An overview of L-Homoserine
Homoserine (also known as isothreonine) is an alpha-amino acid with the chemical formula HO 2 CCH(NH 2 )CH 2 CH 2 OH. l -Homoserine is not one of the common amino acids encoded by DNA. It differs from the protein amino acid serine by the insertion of an additional -CH 2 - unit in the main chain. Homoserine or its lactone form is the product of cyanogen bromide cleavage of the peptide by methionine degradation.
Homoserine is an intermediate in the biosynthesis of three essential amino acids: methionine, threonine (an isomer of homoserine) and isoleucine. Its complete biosynthetic pathway includes glycolysis, the tricarboxylic acid (TCA) or citric acid cycle or tricarboxylic acid cycle, and the aspartate metabolic pathway. It is formed through the intermediate action of aspartic hemi-aldol via two reductions of aspartic acid.
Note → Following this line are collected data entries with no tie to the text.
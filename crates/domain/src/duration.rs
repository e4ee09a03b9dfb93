use thiserror::Error;

const MAX_DURATION_MINUTES: i64 = 24 * 60;

#[derive(Error, Debug, PartialEq)]
#[error("Invalid duration: `{0}`")]
pub struct InvalidDuration(pub String);

/// Formats minutes as a human readable duration, e.g. `1 hour, 15 minutes`
pub fn format_duration(minutes: i64) -> String {
    let hours = minutes / 60;
    let minutes = minutes % 60;

    let plural = |n: i64, unit: &str| {
        if n == 1 {
            format!("{} {}", n, unit)
        } else {
            format!("{} {}s", n, unit)
        }
    };

    match (hours, minutes) {
        (0, m) => plural(m, "minute"),
        (h, 0) => plural(h, "hour"),
        (h, m) => format!("{}, {}", plural(h, "hour"), plural(m, "minute")),
    }
}

/// Parses durations such as `75 minutes`, `1 hour, 15 minutes`, `1.5 hours` or `90min`
/// into minutes.
pub fn parse_duration(duration: &str) -> Result<i64, InvalidDuration> {
    let invalid = || InvalidDuration(duration.to_string());

    // Separate glued numbers and units like `90min`
    let mut spaced = String::with_capacity(duration.len() + 4);
    let mut prev_is_digit = false;
    for c in duration.to_lowercase().chars() {
        if c.is_alphabetic() && prev_is_digit {
            spaced.push(' ');
        }
        prev_is_digit = c.is_ascii_digit() || c == '.';
        spaced.push(if c == ',' { ' ' } else { c });
    }

    let mut total_minutes = 0.0;
    let mut pending_amount: Option<f64> = None;
    for token in spaced.split_whitespace() {
        if let Ok(amount) = token.parse::<f64>() {
            if pending_amount.is_some() || amount < 0.0 {
                return Err(invalid());
            }
            pending_amount = Some(amount);
            continue;
        }
        let factor = match token {
            "h" | "hr" | "hrs" | "hour" | "hours" => 60.0,
            "m" | "min" | "mins" | "minute" | "minutes" => 1.0,
            "and" => continue,
            _ => return Err(invalid()),
        };
        let amount = pending_amount.take().ok_or_else(invalid)?;
        total_minutes += amount * factor;
    }

    // A bare number is read as minutes
    if let Some(amount) = pending_amount {
        total_minutes += amount;
    }

    let total_minutes = total_minutes.round() as i64;
    if total_minutes <= 0 || total_minutes > MAX_DURATION_MINUTES {
        return Err(invalid());
    }
    Ok(total_minutes)
}
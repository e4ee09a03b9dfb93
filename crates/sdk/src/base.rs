use reqwest::{Client, Method, RequestBuilder, Response, StatusCode};
use serde::{Deserialize, Serialize};

const JOB_SECRET_HEADER: &str = "x-job-secret";

pub(crate) struct BaseClient {
    address: String,
    session_token: Option<String>,
    job_secret: Option<String>,
}

#[derive(Debug)]
pub enum APIError {
    Network,
    MalformedResponse,
    UnexpectedStatusCode(StatusCode),
}

impl APIError {
    pub fn status(&self) -> Option<StatusCode> {
        match self {
            Self::UnexpectedStatusCode(status) => Some(*status),
            _ => None,
        }
    }
}

pub type APIResponse<T> = Result<T, APIError>;

impl BaseClient {
    pub fn new(address: String) -> Self {
        Self {
            address,
            session_token: None,
            job_secret: None,
        }
    }

    pub fn set_session_token(&mut self, token: String) {
        self.session_token = Some(token);
    }

    pub fn set_job_secret(&mut self, secret: String) {
        self.job_secret = Some(secret);
    }

    fn get_client(&self, method: Method, path: String) -> RequestBuilder {
        let client = Client::new();
        let url = format!("{}/{}", self.address, path);
        let builder = match method {
            Method::GET => client.get(&url),
            Method::POST => client.post(&url),
            Method::PUT => client.put(&url),
            Method::DELETE => client.delete(&url),
            _ => unimplemented!(),
        };

        let builder = match &self.session_token {
            Some(token) => builder.bearer_auth(token),
            None => builder,
        };
        match &self.job_secret {
            Some(secret) => builder.header(JOB_SECRET_HEADER, secret.clone()),
            None => builder,
        }
    }

    fn check_status_code(
        &self,
        res: &Response,
        expected_status_code: StatusCode,
    ) -> Result<(), APIError> {
        let status = res.status();
        if status != expected_status_code {
            return Err(APIError::UnexpectedStatusCode(status));
        }
        Ok(())
    }

    async fn handle_api_response<T: for<'de> Deserialize<'de>>(
        &self,
        res: Response,
        expected_status_code: StatusCode,
    ) -> APIResponse<T> {
        self.check_status_code(&res, expected_status_code)?;
        res.json::<T>()
            .await
            .map_err(|_| APIError::MalformedResponse)
    }

    async fn send<T: for<'de> Deserialize<'de>>(
        &self,
        req: RequestBuilder,
        expected_status_code: StatusCode,
    ) -> APIResponse<T> {
        let res = req.send().await.map_err(|_| APIError::Network)?;
        self.handle_api_response(res, expected_status_code).await
    }

    pub async fn get<T: for<'de> Deserialize<'de>>(
        &self,
        path: String,
        expected_status_code: StatusCode,
    ) -> APIResponse<T> {
        self.send(self.get_client(Method::GET, path), expected_status_code)
            .await
    }

    pub async fn delete<T: for<'de> Deserialize<'de>>(
        &self,
        path: String,
        expected_status_code: StatusCode,
    ) -> APIResponse<T> {
        self.send(self.get_client(Method::DELETE, path), expected_status_code)
            .await
    }

    pub async fn put<T: for<'de> Deserialize<'de>, S: Serialize>(
        &self,
        body: S,
        path: String,
        expected_status_code: StatusCode,
    ) -> APIResponse<T> {
        self.send(
            self.get_client(Method::PUT, path).json(&body),
            expected_status_code,
        )
        .await
    }

    pub async fn post<T: for<'de> Deserialize<'de>, S: Serialize>(
        &self,
        body: S,
        path: String,
        expected_status_code: StatusCode,
    ) -> APIResponse<T> {
        self.send(
            self.get_client(Method::POST, path).json(&body),
            expected_status_code,
        )
        .await
    }
}
use crate::dtos::UserDTO;
use practice_booking_domain::{User, ID};
use serde::{Deserialize, Serialize};

#[derive(Debug, Deserialize, Serialize)]
#[serde(rename_all = "camelCase")]
pub struct UserResponse {
    pub user: UserDTO,
}

impl UserResponse {
    pub fn new(user: User) -> Self {
        Self {
            user: UserDTO::new(user),
        }
    }
}

pub mod get_me {
    use super::*;

    pub type APIResponse = UserResponse;
}

pub mod delete_user {
    use super::*;

    #[derive(Debug, Deserialize)]
    pub struct PathParams {
        pub user_id: ID,
    }

    #[derive(Debug, Deserialize, Serialize)]
    #[serde(rename_all = "camelCase")]
    pub struct APIResponse {
        pub user: UserDTO,
        pub deleted_bookings: u64,
        pub deleted_sessions: u64,
        pub deleted_accounts: u64,
    }
}
use crate::repos::shared::repo::DeleteResult;
use practice_booking_domain::{Entity, ID};
use std::sync::Mutex;

/// Useful functions for creating inmemory repositories

pub fn insert<T: Clone>(val: &T, collection: &Mutex<Vec<T>>) {
    let mut collection = collection.lock().unwrap();
    collection.push(val.clone());
}

pub fn find<T: Clone + Entity>(val_id: &ID, collection: &Mutex<Vec<T>>) -> Option<T> {
    let collection = collection.lock().unwrap();
    collection.iter().find(|item| item.id() == val_id).cloned()
}

pub fn find_by<T: Clone, F: FnMut(&T) -> bool>(collection: &Mutex<Vec<T>>, mut compare: F) -> Vec<T> {
    let collection = collection.lock().unwrap();
    let mut items = Vec::new();
    for item in collection.iter() {
        if compare(item) {
            items.push(item.clone());
        }
    }
    items
}

pub fn delete<T: Clone + Entity>(val_id: &ID, collection: &Mutex<Vec<T>>) -> Option<T> {
    let mut collection = collection.lock().unwrap();
    let index = collection.iter().position(|item| item.id() == val_id)?;
    Some(collection.remove(index))
}

pub fn delete_by<T: Clone, F: Fn(&T) -> bool>(collection: &Mutex<Vec<T>>, compare: F) -> DeleteResult {
    DeleteResult {
        deleted_count: find_and_delete_by(collection, compare).len() as u64,
    }
}

pub fn find_and_delete_by<T: Clone, F: Fn(&T) -> bool>(
    collection: &Mutex<Vec<T>>,
    compare: F,
) -> Vec<T> {
    let mut collection = collection.lock().unwrap();
    let mut deleted_items = Vec::new();
    let mut index = 0;
    while index < collection.len() {
        if compare(&collection[index]) {
            deleted_items.push(collection.remove(index));
        } else {
            index += 1;
        }
    }
    deleted_items
}

/// Applies `update` to the entity with the given id while holding the lock,
/// which makes read-modify-write updates atomic. Returns `None` if no entity
/// with the id exists.
pub fn update_one<T: Entity, R, U: FnOnce(&mut T) -> R>(
    val_id: &ID,
    collection: &Mutex<Vec<T>>,
    update: U,
) -> Option<R> {
    let mut collection = collection.lock().unwrap();
    collection
        .iter_mut()
        .find(|item| item.id() == val_id)
        .map(update)
}
use crate::error::PracticeError;
use crate::shared::{
    auth::{protect_route, Permission},
    usecase::{execute_with_policy, PermissionBoundary, UseCase},
};
use actix_web::{web, HttpRequest, HttpResponse};
use practice_booking_api_structs::delete_booking::{APIResponse, PathParams};
use practice_booking_domain::{Booking, ID};
use practice_booking_infra::PracticeContext;
use tracing::info;

pub async fn delete_booking_controller(
    http_req: HttpRequest,
    path: web::Path<PathParams>,
    ctx: web::Data<PracticeContext>,
) -> Result<HttpResponse, PracticeError> {
    let (_user, policy) = protect_route(&http_req, &ctx).await?;

    let usecase = DeleteBookingUseCase {
        booking_id: path.booking_id.clone(),
    };

    execute_with_policy(usecase, &policy, &ctx)
        .await
        .map(|booking| HttpResponse::Ok().json(APIResponse::new(booking)))
        .map_err(PracticeError::from)
}

#[derive(Debug)]
pub struct DeleteBookingUseCase {
    pub booking_id: ID,
}

#[derive(Debug, PartialEq)]
pub enum UseCaseError {
    NotFound(ID),
}

impl From<UseCaseError> for PracticeError {
    fn from(e: UseCaseError) -> Self {
        match e {
            UseCaseError::NotFound(booking_id) => Self::NotFound(format!(
                "The booking with id: {}, was not found.",
                booking_id
            )),
        }
    }
}

#[async_trait::async_trait(?Send)]
impl UseCase for DeleteBookingUseCase {
    type Response = Booking;

    type Error = UseCaseError;

    const NAME: &'static str = "DeleteBooking";

    async fn execute(&mut self, ctx: &PracticeContext) -> Result<Self::Response, Self::Error> {
        match ctx.repos.bookings.delete(&self.booking_id).await {
            Some(booking) => {
                info!("Booking {} deleted", booking.id);
                Ok(booking)
            }
            None => Err(UseCaseError::NotFound(self.booking_id.clone())),
        }
    }
}

impl PermissionBoundary for DeleteBookingUseCase {
    fn permissions(&self) -> Vec<Permission> {
        vec![Permission::DeleteBooking]
    }
}

#[cfg(test)]
mod tests {
    use super::*;
    use crate::notification::tests::{client_booking, setup_ctx};
    use crate::shared::auth::Policy;
    use practice_booking_domain::{Role, ServiceType, User};

    #[actix_web::main]
    #[test]
    async fn admins_delete_bookings() {
        let (ctx, _) = setup_ctx();
        let client = User::new("client@example.com", "Jane", Role::Client);
        let booking = client_booking(&client, ServiceType::IndividualTherapy);
        ctx.repos.bookings.insert(&booking).await.unwrap();

        let usecase = DeleteBookingUseCase {
            booking_id: booking.id.clone(),
        };
        assert!(execute_with_policy(usecase, &Policy::for_role(Role::Client), &ctx)
            .await
            .is_err());

        let usecase = DeleteBookingUseCase {
            booking_id: booking.id.clone(),
        };
        let deleted = execute_with_policy(usecase, &Policy::for_role(Role::Admin), &ctx)
            .await
            .unwrap();
        assert_eq!(deleted.id, booking.id);
        assert!(ctx.repos.bookings.find(&booking.id).await.is_none());

        let mut usecase = DeleteBookingUseCase {
            booking_id: booking.id.clone(),
        };
        assert_eq!(
            usecase.execute(&ctx).await,
            Err(UseCaseError::NotFound(booking.id))
        );
    }
}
Specifically, the enzyme homoserine dehydrogenase, bound to NADPH, catalyzes the reversible reaction that interconverts L-aspartate-4-half aldehyde to L-homoserine. Two other enzymes, homoserine kinase and homoserine o-succinyltransferase, then use homoserine as a substrate to produce homoserine phosphate and o-succinylhomoserine, respectively.
Applications
Commercially, homoserine can be used as a precursor for the synthesis of isobutanol and 1,4-butanediol. Purified homoserine is used for enzyme structure studies. In addition, homoserine has played an important role in elucidating studies of peptide synthesis and proteoglycan glycopeptide synthesis. Bacterial cell lines can produce large amounts of this amino acid.
Biosynthesis
Homoserine is produced from aspartic acid via aspartic acid-4-semialdehyde, which is produced from β-phosphate aspartate. The hemi-aldehyde is converted to homoserine by the action of homoserine dehydrogenase.
L-homoserine is a substrate for homoserine kinase, which produces homoserine phosphate (homoserine-phosphate), which is converted to L-threonine by threonine synthase.
Homoserine is converted to o-succinylhomoserine by homoserine o-succinyltransferase (a precursor of L-methionine).
Homoserine metathesis inhibits aspartate kinase and glutamate dehydrogenase. Glutamate dehydrogenase reversibly converts glutamate to α-ketoglutarate and converts α-ketoglutarate to oxaloacetate via the citric acid cycle. Threonine acts as another metabotropic inhibitor of aspartate kinase and homoserine dehydrogenase, but it is a competitive inhibitor of homoserine kinase.